Since its beginnings in 1984, Pacific Theatre has become one of the premiere professional theatre companies in Vancouver, winning awards and accolades year after year. Its reputation goes way beyond the Christian audiences which were its staple during the first decade. This coming season marks Pacific Theatre’s twenty-fifth anniversary. I had the privilege of meeting with founding artistic director Ron Reed and asking him to reflect on the past quarter century of producing great plays for this theatre-savvy city.
The vision for Pacific Theatre came out of Reed’s desire to act in plays that he could be excited about—good, quality theatre that supported his Christian values but was non-propagandist. This meant not necessarily “Christian” in content, but it had to address issues which really mattered to believers. He also wanted the freedom to do mature works that might push “morality” boundaries for some Christian audiences. After Reed graduated from California Institute of the Arts, nobody was doing the kind of work he wanted to be involved with, so he got together a group of like-minded actor friends and started his own theatre company.
The mission of Pacific Theatre is “to serve Christ in our community by creating excellent theatre with artistic, spiritual, relational, and financial integrity.” Pacific Theatre fulfills this mission from its space in the ground floor of Holy Trinity Anglican Church, where it has been putting on performances since renovations in 1994 made this venue available. It is an intimate theatre, with 126 seats arranged in north- and south-facing ranks. This means sets and action have to be bi-directional, which creates some challenges but also opens up opportunities for creativity and draws the audience into everything.
From its beginning, Pacific Theatre has premiered new plays that have gone on to great acclaim elsewhere, including Lucia Frangione‘s Espresso, which critic Colin Thomas of The Georgia Straight called “one of the best scripts ever produced by a Vancouver playwright.” Ron Reed’s own Refuge of Lies will open off Broadway in September. This coming anniversary year’s line-up will include a reprise (with the original cast) of First Christmas, a Pacific Theatre creation from its opening season.
The Jessie Richardson Theatre Awards honour the artistic achievements of Vancouver’s theatre community. Pacific Theatre has received seventy-five nominations for Jessie Awards since opening in its current location, and has won several awards including Outstanding Production of the Year (Grace) in 2006-2007. It earned more nominations and awards than any other theatre company for 2005-2006.
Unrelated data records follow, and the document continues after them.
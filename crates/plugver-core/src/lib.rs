//! Core library for plugver.
//!
//! This crate holds everything the `plugver-release` and `plugver-validate`
//! binaries do; the CLI crate only parses arguments and prints results.
//!
//! # Modules
//!
//! - [`changelog`] - Changelog stub insertion
//! - [`config`] - Configuration loading and management
//! - [`error`] - Error types and result aliases
//! - [`manifest`] - JSON manifest reading and version rewriting
//! - [`release`] - Release planning and execution
//! - [`validate`] - Plugin manifest schema validation
//! - [`version`] - Version parsing and bump computation
//!
//! # Quick Start
//!
//! ```no_run
//! use camino::Utf8Path;
//! use plugver_core::{BumpLevel, ConfigLoader, release};
//!
//! let config = ConfigLoader::new().load().expect("Failed to load configuration");
//! let today = chrono::Utc::now().date_naive();
//! let plan = release::plan_release(Utf8Path::new("."), &config.files, BumpLevel::Patch, today)
//!     .expect("Failed to plan release");
//! plan.execute(|file| println!("updated {}", file.display)).expect("Failed to write");
//! ```
#![deny(unsafe_code)]

pub mod changelog;

pub mod config;

pub mod error;

pub mod manifest;

pub mod release;

pub mod validate;

pub mod version;

pub use config::{Config, ConfigLoader, FilesConfig, LogLevel};

pub use error::{ConfigError, ConfigResult};

pub use version::BumpLevel;

// Re-export semver so downstream crates don't need a direct dependency.
pub use semver;
//! Release command: thin CLI layer over `plugver_core::release`.

use anyhow::Context;
use camino::Utf8Path;
use owo_colors::{OwoColorize, Stream::Stdout};
use tracing::{debug, instrument};

use plugver_core::BumpLevel;
use plugver_core::config::Config;
use plugver_core::release::{self, ReleasePlan};

/// Execute the release command.
#[instrument(name = "cmd_release", skip_all, fields(%level, dry_run = dry_run))]
pub fn cmd_release(
    level: BumpLevel,
    dry_run: bool,
    global_json: bool,
    config: &Config,
    cwd: &Utf8Path,
) -> anyhow::Result<()> {
    debug!(json_output = global_json, "executing release command");

    let today = chrono::Utc::now().date_naive();
    let plan = release::plan_release(cwd, &config.files, level, today)
        .context("release planning failed")?;

    if dry_run {
        return show_dry_run(&plan, global_json);
    }

    if !global_json {
        println!(
            "Bumping version: {} → {}",
            plan.previous.if_supports_color(Stdout, |v| v.dimmed()),
            plan.next.if_supports_color(Stdout, |v| v.green())
        );
        println!();
    }

    let outcome = plan
        .execute(|file| {
            if !global_json {
                println!(
                    "  {} Updated {}",
                    "✓".if_supports_color(Stdout, |t| t.green()),
                    file.display
                );
            }
        })
        .context("release failed")?;

    if global_json {
        println!("{}", serde_json::to_string_pretty(&outcome)?);
        return Ok(());
    }

    println!();
    println!(
        "Version {} prepared",
        outcome
            .new
            .if_supports_color(Stdout, |v| v.green().bold().to_string())
    );
    println!();
    println!("{}", "Next steps:".if_supports_color(Stdout, |t| t.bold()));
    println!("  1. Edit {} to add actual changes", config.files.changelog);
    println!("  2. git add -A && git commit -m \"{}\"", outcome.commit_message);
    println!("  3. git tag {}", outcome.tag);
    println!("  4. git push && git push --tags");

    Ok(())
}

fn show_dry_run(plan: &ReleasePlan, global_json: bool) -> anyhow::Result<()> {
    if global_json {
        let files: Vec<_> = plan
            .files
            .iter()
            .map(|f| serde_json::json!({ "role": f.role, "path": f.display }))
            .collect();
        let plan_json = serde_json::json!({
            "previous": plan.previous.to_string(),
            "next": plan.next.to_string(),
            "level": plan.level,
            "date": plan.date.format("%Y-%m-%d").to_string(),
            "files": files,
            "dry_run": true,
        });
        println!("{}", serde_json::to_string_pretty(&plan_json)?);
        return Ok(());
    }

    println!(
        "Bumping version: {} → {}",
        plan.previous.if_supports_color(Stdout, |v| v.dimmed()),
        plan.next.if_supports_color(Stdout, |v| v.green())
    );
    println!();
    for file in &plan.files {
        println!(
            "  {} Would update {}",
            "→".if_supports_color(Stdout, |t| t.dimmed()),
            file.display
        );
    }
    println!();
    println!(
        "{}",
        "Dry run: no changes made.".if_supports_color(Stdout, |t| t.yellow())
    );
    Ok(())
}
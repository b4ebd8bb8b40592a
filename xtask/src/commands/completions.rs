use std::fs;
use std::path::PathBuf;

use clap::Args;
use clap_complete::{Shell, generate_to};

#[derive(Args, Debug)]
pub struct CompletionsArgs {
    /// Output directory (default: dist/share/completions)
    #[arg(long = "out-dir", default_value = "dist/share/completions")]
    pub out_dir: PathBuf,

    /// Generate only for specific shell (default: all)
    #[arg(long, value_enum)]
    pub shell: Option<Shell>,
}

pub fn cmd_completions(args: CompletionsArgs) -> Result<(), String> {
    let out_dir = crate::workspace_root().join(args.out_dir);
    fs::create_dir_all(&out_dir).map_err(|e| format!("{}: {e}", out_dir.display()))?;

    let shells = match args.shell {
        Some(shell) => vec![shell],
        None => vec![Shell::Bash, Shell::Zsh, Shell::Fish, Shell::PowerShell],
    };

    for (bin_name, mut cmd) in crate::binaries() {
        for &shell in &shells {
            let path = generate_to(shell, &mut cmd, bin_name, &out_dir)
                .map_err(|e| format!("generate {shell} completions for {bin_name}: {e}"))?;
            println!("wrote {}", path.display());
        }
    }

    Ok(())
}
In addition to its main stage performances, Pacific Theatre operates the community-based Stones Throw Productions, which offers emerging artists and non-professional community members the opportunity to gain experience working alongside theatre professionals. For the past two years, Pacific Theatre has drawn some of the talent for its annual emerging artists show from Trinity Western University‘s theatre program. Pacific Theatre also reaches out to young audiences, for example with its 2003 school matinee production of The Lion, the Witch, and the Wardrobe.
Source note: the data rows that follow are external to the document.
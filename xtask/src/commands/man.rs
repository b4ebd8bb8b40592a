use std::fs;
use std::path::PathBuf;

use clap::Args;

#[derive(Args, Debug)]
pub struct ManArgs {
    /// Output directory (default: dist/share/man/man1)
    #[arg(long = "out-dir", default_value = "dist/share/man/man1")]
    pub out_dir: PathBuf,
}

pub fn cmd_man(args: ManArgs) -> Result<(), String> {
    let out_dir = crate::workspace_root().join(args.out_dir);
    fs::create_dir_all(&out_dir).map_err(|e| format!("{}: {e}", out_dir.display()))?;

    // Neither binary has subcommands, so one page each.
    for (bin_name, cmd) in crate::binaries() {
        let mut buffer: Vec<u8> = Vec::new();
        clap_mangen::Man::new(cmd)
            .render(&mut buffer)
            .map_err(|e| format!("render manpage for {bin_name}: {e}"))?;

        let man_path = out_dir.join(format!("{bin_name}.1"));
        fs::write(&man_path, buffer).map_err(|e| format!("{}: {e}", man_path.display()))?;
        println!("wrote {}", man_path.display());
    }

    Ok(())
}
#[cfg(test)]
mod tests {
    use super::*;
    use serde_json::json;

    fn minimal() -> Value {
        json!({
            "name": "x",
            "version": "1.2.3",
            "description": "d",
            "author": { "name": "a" }
        })
    }

    #[test]
    fn accepts_minimal_manifest() {
        let manifest = validate_manifest(&minimal()).unwrap();
        assert_eq!(manifest.name, "x");
        assert_eq!(manifest.version, "1.2.3");
        assert_eq!(manifest.author.name, "a");
        assert!(manifest.keywords.is_none());
    }

    #[test]
    fn accepts_full_manifest() {
        let value = json!({
            "name": "demo",
            "version": "10.0.12",
            "description": "A demo plugin",
            "author": {
                "name": "Ada",
                "email": "ada.lovelace+plugins@example.co.uk",
                "url": "https://example.com/ada"
            },
            "homepage": "https://example.com",
            "repository": "git+https://github.com/example/demo.git",
            "license": "MIT",
            "keywords": ["release", "plugin"],
            "engines": { "claude": ">=1.0.0", "node": ">=18" }
        });
        let manifest = validate_manifest(&value).unwrap();
        assert_eq!(manifest.keywords.as_deref().map(<[String]>::len), Some(2));
        assert_eq!(
            manifest.engines.and_then(|e| e.node).as_deref(),
            Some(">=18")
        );
    }

    #[test]
    fn unknown_fields_are_allowed() {
        let mut value = minimal();
        value["commands"] = json!(["./commands"]);
        value["author"]["twitter"] = json!("@a");
        assert!(validate_manifest(&value).is_ok());
    }

    #[test]
    fn rejects_two_part_version_under_version_path() {
        let mut value = minimal();
        value["version"] = json!("1.2");
        let report = validate_manifest(&value).unwrap_err();

        assert_eq!(
            report.errors_at(&["version"]),
            ["Version must follow semver format"]
        );
        assert_eq!(report.issues().len(), 1);
    }

    #[test]
    fn rejects_version_with_prerelease_or_newline() {
        for bad in ["1.2.3-beta", "1.2.3\n", "v1.2.3", "1.2.٣"] {
            let mut value = minimal();
            value["version"] = json!(bad);
            assert!(validate_manifest(&value).is_err(), "{bad:?} should be rejected");
        }
    }

    #[test]
    fn missing_author_is_reported_under_author() {
        let mut value = minimal();
        value.as_object_mut().unwrap().remove("author");
        let report = validate_manifest(&value).unwrap_err();
        assert_eq!(report.errors_at(&["author"]), ["Required"]);
    }

    #[test]
    fn nested_errors_are_nested_in_the_tree() {
        let mut value = minimal();
        value["author"]["email"] = json!("not-an-email");
        value["author"]["url"] = json!("example.com");
        let report = validate_manifest(&value).unwrap_err();

        assert_eq!(report.errors_at(&["author", "email"]), ["Invalid email"]);
        assert_eq!(report.errors_at(&["author", "url"]), ["Invalid url"]);
        assert!(report.errors_at(&["author"]).is_empty());

        let tree = serde_json::to_value(&report).unwrap();
        assert_eq!(
            tree,
            json!({
                "_errors": [],
                "author": {
                    "_errors": [],
                    "email": { "_errors": ["Invalid email"] },
                    "url": { "_errors": ["Invalid url"] }
                }
            })
        );
    }

    #[test]
    fn array_elements_are_keyed_by_index() {
        let mut value = minimal();
        value["keywords"] = json!(["ok", 7, true]);
        let report = validate_manifest(&value).unwrap_err();

        assert_eq!(
            report.errors_at(&["keywords", "1"]),
            ["Expected string, received number"]
        );
        assert_eq!(
            report.errors_at(&["keywords", "2"]),
            ["Expected string, received boolean"]
        );
        assert_eq!(report.issues()[0].to_string(), "keywords.1: Expected string, received number");
    }

    #[test]
    fn wrong_types_name_both_sides() {
        let mut value = minimal();
        value["name"] = json!(null);
        value["engines"] = json!("node");
        value["keywords"] = json!("one");
        let report = validate_manifest(&value).unwrap_err();

        assert_eq!(report.errors_at(&["name"]), ["Expected string, received null"]);
        assert_eq!(
            report.errors_at(&["engines"]),
            ["Expected object, received string"]
        );
        assert_eq!(
            report.errors_at(&["keywords"]),
            ["Expected array, received string"]
        );
    }

    #[test]
    fn every_problem_is_collected() {
        let report = validate_manifest(&json!({})).unwrap_err();
        let paths: Vec<String> = report.issues().iter().map(|i| i.path.join(".")).collect();
        assert_eq!(paths, ["name", "version", "description", "author"]);
    }

    #[test]
    fn non_object_root_reports_at_root() {
        let report = validate_manifest(&json!([1, 2])).unwrap_err();
        assert_eq!(report.errors_at(&[]), ["Expected object, received array"]);
        assert_eq!(
            serde_json::to_value(&report).unwrap(),
            json!({ "_errors": ["Expected object, received array"] })
        );
    }

    #[test]
    fn email_edge_cases() {
        assert!(is_email("a@b.io"));
        assert!(is_email("first.last@sub.example.org"));
        assert!(!is_email(".a@b.io"));
        assert!(!is_email("a..b@b.io"));
        assert!(!is_email("a.@b.io"));
        assert!(!is_email("a@b"));
        assert!(!is_email("a@b.c"));
    }

    #[test]
    fn url_requires_scheme() {
        assert!(is_url("https://example.com"));
        assert!(is_url("mailto:a@b.io"));
        assert!(!is_url("example.com"));
        assert!(!is_url(""));
    }
}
While there is a Christian ethos among the loosely knit company of regular Pacific Theatre artists, and this fact is openly acknowledged, they have never labeled themselves a Christian theatre company. Roles are open to actors regardless of their faith commitment. In the early days some artists would not work with Pacific Theatre because of its Christian orientation. But now, due to its consistency in producing quality work and its non-proselytizing, non-judgmental atmosphere, the company is respected widely among Vancouver’s theatre community. As Ron Reed says, since the turn of the millennium there has been “an opening up toward spirituality, even Christian spirituality, in the culture at large, and coupled with the company’s growing reputation, we really left behind the stigma of those early days. Now the theatre community actually expresses appreciation for our specific mandate.”
The opening to spiritual searching brings in all sorts. Ron says, “There are a lot of black sheep and a lot of lost sheep around this particular flock.” Although it is not intentionally a ministry to theatre artists, “there are people whose faith is alive today who might not have been if Pacific Theatre hadn’t existed.” It is “a place where your art and your faith are accepted. That can be restorative.”
In 2006, Pacific Theatre co-produced, along with Touchstone Theatre, the world premiere of Shawn MacDonald’s provocative play Prodigal Son—which explores issues of faith, family, and sexuality—drawing positive attention from both the Christian press and the local gay media. It is such daring endeavours that continue to keep Pacific Theatre vibrant and connecting with people from all walks of life who are open to deepening their spiritual and ethical values.
I’ve been a subscriber to Pacific Theatre for several seasons now . . . they never disappoint.